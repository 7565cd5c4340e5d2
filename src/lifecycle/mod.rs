//! Print lifecycle events.
//!
//! Raw Moonraker notifications are reduced to four events (started, paused,
//! resumed, progress) and delivered to a [`LifecycleSink`] in wire order.
//!
//! # Flow
//!
//! ```text
//! receive loop ──► queue ──► dispatch worker ──► classify ──► LifecycleSink
//!                                                    ▲
//! handshake ready ──► resync ────────────────────────┘ (on_restore_print_if_needed)
//! ```
//!
//! # Modules
//!
//! | Module | Description |
//! |--------|-------------|
//! | `classifier` | Notification to event mapping |
//! | `dispatcher` | Per-session worker draining the queue |
//! | `resync` | State replay after every (re)connect |

// ============================================================================
// Submodules
// ============================================================================

/// Notification to lifecycle event mapping.
pub mod classifier;

/// Per-session dispatch worker.
pub mod dispatcher;

/// Fresh-connect resync.
pub mod resync;

// ============================================================================
// Imports
// ============================================================================

use async_trait::async_trait;

// ============================================================================
// Re-exports
// ============================================================================

pub use classifier::{Classification, RESUME_PROGRESS_EPSILON, classify};

// ============================================================================
// LifecycleEvent
// ============================================================================

/// A print lifecycle event derived from one notification.
#[derive(Debug, Clone, PartialEq)]
pub enum LifecycleEvent {
    /// A job was added to the history and is starting.
    Started {
        /// File being printed.
        filename: String,
    },
    /// The job entered the `paused` state.
    Paused,
    /// The job is printing again after a pause.
    Resumed,
    /// Progress sample in percent (0 to 100).
    Progress {
        /// Percent complete.
        percent: f64,
    },
}

// ============================================================================
// LifecycleSink
// ============================================================================

/// Consumer of lifecycle events.
///
/// Implemented by the notification relay. Lifecycle events arrive from a
/// single worker per session, one at a time, in wire order.
/// [`on_restore_print_if_needed`](Self::on_restore_print_if_needed) is
/// called from the handshake task and may run concurrently with them.
#[async_trait]
pub trait LifecycleSink: Send + Sync {
    /// A new print started.
    async fn on_started(&self, filename: &str);

    /// The print was paused.
    async fn on_paused(&self, filename: Option<&str>);

    /// The print resumed.
    async fn on_resume(&self, filename: Option<&str>);

    /// New progress sample, in percent.
    async fn on_print_progress(&self, percent: f64);

    /// Current print state after a (re)connect.
    ///
    /// The sink reconciles its own timers against `state`, which may be a
    /// print already in progress.
    async fn on_restore_print_if_needed(
        &self,
        state: &str,
        filename: Option<&str>,
        total_duration_sec: Option<f64>,
    );

    /// Printer identity used when relaying events.
    fn set_printer_id(&self, _printer_id: &str) {}

    /// Account key used when relaying events.
    fn set_octo_key(&self, _octo_key: &str) {}
}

## Task details
The lines to copy are those in the listing that contain "session".

## Reply
//! | `dispatcher` | Per-session worker draining the queue |
/// Per-session dispatch worker.
/// single worker per session, one at a time, in wire order.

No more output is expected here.